Two female meerkats, mid-beef. Image Credit: Charli Davies, Duke University

 
They’re unpleasant. They’re uncooperative. And they’re unwilling to share.* Testosterone-fueled bad behavior is as common in meerkats as it is among other animals. But there’s one major difference: In meerkat society, scientists say, it’s the females doing the misbehaving. A report on their misconduct, and its implications for their health, was published in the journal Scientific Reports.

Meerkats are intensely social animals. They live in tight-knit groups of up to 40 or 50 animals and do everything collectively, from hunting and sleeping to raising pups. They maintain order through a strict hierarchy led by a fierce matriarch and her subordinates. Meerkat matriarchs are notoriously self-involved, but other females are not much sweeter. They, and not the males, are the growlers, the biters, the brawlers, the food-swipers, and the warmongers—all identities traditionally associated with high levels of testosterone.

To find out if the females’ bad attitudes were linked to this so-called male hormone, researchers collected blood and poop samples from 93 wild meerkat males and 91 females on the Kuruman River Reserve in South Africa. The meerkats there are habituated to scientists, which made it no big deal for the team to catch them, anesthetize them, and take a little blood. They’re also clearly tagged with individual dye markings, which made it easier for the researchers to tell who was chasing (or being chased by) whom.

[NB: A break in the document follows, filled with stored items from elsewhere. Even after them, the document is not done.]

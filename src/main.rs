//! hoerok-rag CLI 진입점

use anyhow::Result;
use clap::Parser;

fn main() -> Result<()> {
    // 로깅 초기화
    tracing_subscriber::fmt()
        .with_env_filter(
            tracing_subscriber::EnvFilter::from_default_env()
                .add_directive(tracing::Level::INFO.into()),
        )
        .init();

    // CLI 실행
    let cli = hoerok_rag::cli::Cli::parse();

    tokio::runtime::Builder::new_multi_thread()
        .enable_all()
        .build()?
        .block_on(hoerok_rag::cli::run(cli))
}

They're going to a rumble. (No, really. They are.) Image Credit: Kendra Smyth, Duke University

 
As anticipated, the blood tests showed a stark difference in hormone levels between male and female meerkats. The females’ blood boasted much more testosterone than the males’ blood did—in some cases almost double. Levels of testosterone and related hormones in females were closely linked with their place in the hierarchy. This was less true for males, whose hormones were more likely to fluctuate during mating periods.

A testosterone-charged life doesn’t come without its costs. For meerkats, as with other animals, this may mean a compromised immune system. They combed through the meerkats’ feces and counted the number of parasite eggs they found in each sample. The higher a female’s testosterone level, the higher her parasite count—and the weaker her immune response.

Riding high on testosterone may not make a lady meerkat popular, and it may not make her healthier, but all that jerk behavior could just give her—and her kids—a competitive edge.

*National Geographic appears to have gone for a slightly different tagline.